Zero-replacement imputation

Zero-replacement imputation is the simplest possible scheme for handling Missing data: every missing value gets replaced with $0$. It’s fast and trivial to implement, and almost always the wrong choice.

The problem is that 0 is rarely a plausible estimate of what the missing value would have been. If the surrounding samples are all in the 200-400 range, dropping a 0 in among them creates an artifact more disruptive than the original gap was — a downward spike where the data should have been smooth. Any downstream model has to either learn that 0 means missing (and treat it specially) or just be confused by the artifact.
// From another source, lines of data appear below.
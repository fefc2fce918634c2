use std::fs::File;
use std::io::BufWriter;
use std::path::Path;

use crate::device::DeviceProfile;
use crate::edf::{ChannelSpec, EdfEncoder, SignalEncoder};
use crate::error::{Result, WriterError};
use crate::metadata::PatientInfo;
use crate::packet::Packet;
use crate::writer::{PacketWriter, Session, WriterKind};

/// Turns a live packet stream into an EDF recording with one-second records.
///
/// Every channel (EEG sensors in profile order, then `gyroX` and `gyroY`)
/// owns a buffer that fills up to the sample frequency and is then handed to
/// the encoder on its own; channels never wait for each other.
///
/// Samples still buffered when the writer is closed are discarded, so a
/// recording always ends on a whole second.
pub struct EdfWriter<E: SignalEncoder = EdfEncoder<BufWriter<File>>> {
    session: Session,
    encoder: E,
    sensors: Vec<String>,
    labels: Vec<String>,
    sample_frequency: usize,
    buffers: Vec<Vec<i16>>,
    flushes: u64,
    closed: bool,
}

/// Validated channel descriptions for `profile`, in encoder order.
fn channel_specs(profile: &DeviceProfile) -> Result<Vec<ChannelSpec>> {
    profile.validate()?;
    profile
        .labels()
        .iter()
        .enumerate()
        .map(|(index, label)| {
            let spec = ChannelSpec::new(label, profile.sample_frequency, profile.range_for(index));
            spec.validate(index)?;
            Ok(spec)
        })
        .collect()
}

impl EdfWriter {
    /// Creates the EDF file at `path`. Nothing is created unless every
    /// channel of `profile` is valid.
    pub fn open<P: AsRef<Path>>(
        path: P,
        profile: &DeviceProfile,
        patient: Option<&PatientInfo>,
    ) -> Result<Self> {
        let specs = channel_specs(profile)?;
        let session = Session::start(path);
        let encoder = EdfEncoder::create(
            session.path(),
            specs.len(),
            profile.file_type,
            session.started_at().naive_local(),
        )?;
        log::info!(
            "EDF recording of {} ({} channels at {} Hz) started at '{}'",
            profile.name,
            specs.len(),
            profile.sample_frequency,
            session.path().display()
        );
        Self::from_specs(session, encoder, profile, specs, patient)
    }
}

impl<E: SignalEncoder> EdfWriter<E> {
    /// Configures `encoder` for `profile` and writes the patient fields.
    pub fn with_encoder(
        session: Session,
        encoder: E,
        profile: &DeviceProfile,
        patient: Option<&PatientInfo>,
    ) -> Result<Self> {
        let specs = channel_specs(profile)?;
        Self::from_specs(session, encoder, profile, specs, patient)
    }

    fn from_specs(
        mut session: Session,
        mut encoder: E,
        profile: &DeviceProfile,
        specs: Vec<ChannelSpec>,
        patient: Option<&PatientInfo>,
    ) -> Result<Self> {
        if encoder.channel_count() != specs.len() {
            return Err(WriterError::InvalidProfile(format!(
                "encoder declares {} channels, profile needs {}",
                encoder.channel_count(),
                specs.len()
            )));
        }
        for (index, spec) in specs.iter().enumerate() {
            encoder.configure_channel(index, spec)?;
        }

        if let Some(patient) = patient.filter(|p| !p.is_empty()) {
            encoder.write_header(&patient.truncated())?;
            session.record("patient header written");
        }

        let labels: Vec<String> = specs.into_iter().map(|spec| spec.label).collect();
        Ok(EdfWriter {
            session,
            encoder,
            sensors: profile.sensors.clone(),
            buffers: vec![Vec::with_capacity(profile.sample_frequency); labels.len()],
            labels,
            sample_frequency: profile.sample_frequency,
            flushes: 0,
            closed: false,
        })
    }

    pub fn channel_count(&self) -> usize {
        self.labels.len()
    }

    pub fn labels(&self) -> &[String] {
        &self.labels
    }

    pub fn sample_frequency(&self) -> usize {
        self.sample_frequency
    }

    /// Samples currently waiting in `channel`'s buffer.
    pub fn buffered(&self, channel: usize) -> usize {
        self.buffers.get(channel).map_or(0, Vec::len)
    }

    /// Windows handed to the encoder so far, over all channels.
    pub fn flushes(&self) -> u64 {
        self.flushes
    }

    pub fn encoder(&self) -> &E {
        &self.encoder
    }

    fn push(&mut self, channel: usize, value: i16) -> Result<()> {
        let buffer = &mut self.buffers[channel];
        buffer.push(value);
        if buffer.len() == self.sample_frequency {
            self.encoder.write_samples(channel, &buffer[..])?;
            buffer.clear();
            self.flushes += 1;
            log::debug!("flushed {} samples of {}", self.sample_frequency, self.labels[channel]);
        }
        Ok(())
    }
}

impl<E: SignalEncoder> PacketWriter for EdfWriter<E> {
    fn kind(&self) -> WriterKind {
        WriterKind::Edf
    }

    fn session(&self) -> &Session {
        &self.session
    }

    fn write_packet(&mut self, packet: &Packet) -> Result<()> {
        if self.closed {
            return Err(WriterError::Closed);
        }
        log::trace!("packet {}", packet.counter);

        for channel in 0..self.sensors.len() {
            if let Some(value) = packet.sample(&self.sensors[channel]) {
                self.push(channel, value)?;
            }
        }
        let gyro_x = self.sensors.len();
        self.push(gyro_x, packet.gyro.x)?;
        self.push(gyro_x + 1, packet.gyro.y)?;
        Ok(())
    }

    fn close(&mut self) -> Result<()> {
        if self.closed {
            return Err(WriterError::Closed);
        }
        self.closed = true;

        let leftover: usize = self.buffers.iter().map(Vec::len).sum();
        if leftover > 0 {
            log::debug!("discarding {leftover} samples short of a full second");
        }
        self.buffers.iter_mut().for_each(Vec::clear);

        self.encoder.finalize()?;
        self.session
            .record(format!("closed after {} channel flushes", self.flushes));
        log::info!(
            "EDF recording '{}' closed after {:.1?}",
            self.session.path().display(),
            self.session.elapsed()
        );
        Ok(())
    }
}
Visually, if we plotted our data points on a scatter plot, a point whose value is missing gets moved down to the x-axis. For a signal that’s already centered around zero — already normalized — zero-replacement is less catastrophic, because 0 is in the data’s natural range. For raw signals that aren’t centered, zero-replacement creates a clearly artificial value.

When zero-replacement is actually OK:

• The missing rate is very low and any downstream model is robust to the occasional artifact.
• The signal is already normalized to zero mean.
• 0 carries the same semantic meaning as missing in the application (a count of events that didn’t happen, for instance).

When it isn’t:

• The signal has a meaningful baseline far from 0.
• The downstream model is sensitive to outliers.
• Multiple consecutive samples are missing, producing a long flat segment of zeros that looks like nothing in the real signal.

In Pandas:

df.fillna(0)                       # all NaN → 0
df.fillna({'col1': 0, 'col2': 1.5}) # different fill per column

For better alternatives, see Sample-and-hold imputation (repeats the previous valid value), Linear interpolation (averages the two neighbors), or Non-linear interpolation (fits a smooth curve through several neighbors). Imputation gives the bigger picture of when each method applies.